Кромвель придавал гораздо большее значение достижению социальной справедливости посредством реформы права, чем переменами в образовании и управлении. Терло, знавший Кромвеля как никто другой, написал Уайтлоку в 1654 году, что «реформация права и управления» была главной заботой Кромвеля[209]
. Несомненно, он разделял восторг тех товарищей по армии, которые (согласно Джону Куку, одному из судей, приговоривших к смерти Карла I), сказали в 1655 году, что «реформа права (была) великим делом, за которое они сражались»[210]. Как было сказано, спиралеобразное движение «охвостья» в реформе права являлось главной причиной, по которой Кромвель глубоко разочаровался в парламентском процессе к апрелю 1653 года. Когда он снова обратился к парламенту в сентябре 1654 года, то выказал большую заинтересованность ходом реформы права на протяжении девяти месяцев с тех пор, как он стал протектором. Он (как он сказал) «стремился к реформе законов… и собрал вместе всех выдающихся личностей… чтобы обсудить, как законы могут быть сделаны простыми и краткими, и менее тяжелыми для людей, как уменьшить издержки во благо народа»[211]. Для этой цели в первые месяцы протектората он вызвал в Лондон провинциального юриста из Глостершира, Вильяма Шеппарда, который уже заслужил имя в печати как юрист-реформатор и играл видную роль в разработке закона, изданного Кромвелем и его Советом в августе 1654 года, делавшего доступ в суд лорда-канцлера проще и дешевле. Это был лишь небольшой шаг вперед по сравнению с огромной программой правовой реформы, запланированных комиссией Хейла в 1652 году, но, вероятно, реформа, проводимая умеренными темпами, имела более надежный шанс на успех, чем поспешное и сеющее распри реформаторство, каким угрожала деятельность Бербонского парламента.Если «республиканская» идея социальной справедливости являлась неотделимой частью того, что Кромвель подразумевал под «религиозной реформацией», другое — и несомненно более важное для него направление — это забота о расширении реформации, начавшейся в XVI веке, до реформации в сердце и душе каждого человека. Как было сказано, Кромвель отличался от подобных Харрисону, которые боялись, что религиозная реформация вызовет драматическую перемену в управлении, включая правление избранной элиты из религиозных людей до пришествия царствования лично Иисуса. В своей речи к парламенту 4 сентября 1654 года Кромвель изобразил это пророчество как «ошибочное мнение (членов) «Пятого монархиста», и предложил «мнение, которое, я надеюсь, мы все будем уважать, ожидать и уповать на то, что Иисус Христос уделит время, чтобы установить свое господство в наших сердцах, ослабляя испорченность и похоть и зло, которые здесь существуют, которые сейчас царствуют в мире больше, чем, я надеюсь, они будут в должное время»[212]

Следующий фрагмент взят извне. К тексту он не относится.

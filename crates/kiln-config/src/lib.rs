//! Configuration types for the kiln dependency optimizer.
//!
//! The optimizer is configured once per dev session. All fields have serde
//! defaults so a partial config file deserializes into something usable;
//! `OptimizerConfig::validate` catches the combinations that cannot work.

pub mod error;
pub mod optimizer;
pub mod validation;

pub use error::ConfigError;
pub use optimizer::{ManualDep, OptimizerConfig};
pub use validation::validate;
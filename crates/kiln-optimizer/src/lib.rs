//! # kiln-optimizer
//!
//! Dependency pre-bundling optimizer for the kiln dev server.
//!
//! Over the lifetime of a dev session this crate maintains a consistent,
//! cache-coherent set of pre-bundled third-party dependencies. The server
//! reports unresolved bare imports as it transforms user modules; the
//! optimizer coalesces those discoveries, re-bundles on demand through an
//! external [`DepBundler`], and decides after every bundling cycle whether
//! the browser can keep its module cache or must perform a full reload.
//!
//! ## Quick start
//!
//! ```no_run
//! use kiln_optimizer::{init_deps_optimizer, DepBundler, ServerLink};
//! use kiln_config::OptimizerConfig;
//! use std::sync::Arc;
//!
//! # async fn example(
//! #     bundler: Arc<dyn DepBundler>,
//! #     server: Arc<dyn ServerLink>,
//! # ) -> kiln_optimizer::Result<()> {
//! let config = OptimizerConfig::new("/project")
//!     .with_include("lodash", "/project/node_modules/lodash/lodash.js");
//!
//! let optimizer = init_deps_optimizer(config, bundler, None, server).await?;
//!
//! // The server calls this for every unresolved bare import it meets.
//! let info = optimizer.register_missing_import("vue", "/project/node_modules/vue/index.js")?;
//! if let Some(processing) = info.processing {
//!     processing.wait().await;
//! }
//! # Ok(())
//! # }
//! ```

pub mod boundary;
pub mod cache;
pub mod hash;
pub mod metadata;
pub mod optimizer;
pub mod paths;
pub mod processing;

pub use boundary::{BundleOutcome, BundleTransaction, DepBundler, DepScanner, ServerEvent, ServerLink};
pub use cache::load_cached_metadata;
pub use metadata::{DepInfo, DepKind, ExportsData, OptimizerMetadata};
pub use optimizer::{get_deps_optimizer, init_deps_optimizer, DepsOptimizer};
pub use processing::{ProcessingBarrier, ProcessingHandle};

/// Error types for optimizer operations.
#[derive(Debug, thiserror::Error)]
pub enum Error {
    /// The external bundler failed to produce a bundle.
    #[error("bundler error: {0:#}")]
    Bundler(anyhow::Error),

    /// The dependency scanner failed.
    #[error("scan error: {0:#}")]
    Scan(anyhow::Error),

    /// An id was inserted into a metadata sub-map while already present in
    /// another one.
    #[error("dependency {id:?} is already registered as {existing}")]
    DuplicateDep {
        id: String,
        existing: metadata::DepKind,
    },

    /// A dependency on the exclude list was reported as missing. Callers
    /// treat the import as external.
    #[error("dependency {0:?} is excluded from optimization")]
    ExcludedDep(String),

    /// Invalid configuration provided.
    #[error("invalid configuration: {0}")]
    Config(#[from] kiln_config::ConfigError),

    /// I/O error.
    #[error("I/O error: {0}")]
    Io(#[from] std::io::Error),

    /// Serialization error.
    #[error("serialization error: {0}")]
    Serialization(#[from] serde_json::Error),
}

/// Result type alias for optimizer operations.
pub type Result<T> = std::result::Result<T, Error>;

. Почти так же, как он приблизился к «республиканским» идеям социальной справедливости, видение Кромвелем внутренней реформации — «реформации нравов» — исповедовалось религиозными людьми по крайней мере с 1580-х гг. Для них и для Кромвеля реформация не будет завершена до окончательного успеха кампании против индивидуальной безнравственности — пьянства, сквернословия, богохульства, супружеских измен и сексуальной распущенности. Только когда свершится эта подлинная реформация, страна получит божье благословение.Как и его религиозные товарищи, Кромвель считал, что главным способом подлинной реформации был союз религиозных судей и реформированной службы, который должен привести к тому, чтобы духовенство было представлено образованными и глубоко верующими людьми, годными для роли проповедников, способных указать своим прихожанам путь к нравственной и духовной реформации. Поэтому неудивительно, что основные реформы Кромвеля и Совета в первые месяцы протектората были разработаны, чтобы обеспечить назначение подходящих церковных служителей и чтобы неподходящие были изгнаны. Это было целью двух законов, изданных в 1654 году. Один из них в марте учредил центральную комиссию из 38 человек (которые стали известны как «трайеры»), которые должны были оценивать по достоинству всех претендентов на церковные должности, что-бы они действительно (как позже сказал Кромвель) были «людьми известной честности и набожности, православными и правоверными»[213]
. В августе за этим последовал указ, учреждавший специальных уполномоченных в каждом графстве (прозванных «эжекторами»), которые должны были удалять служителей, обвиненных в «невежестве, непригодности, опозоренных в их жизни и в беседах или небрежных в их уважаемых профессиях и положениях».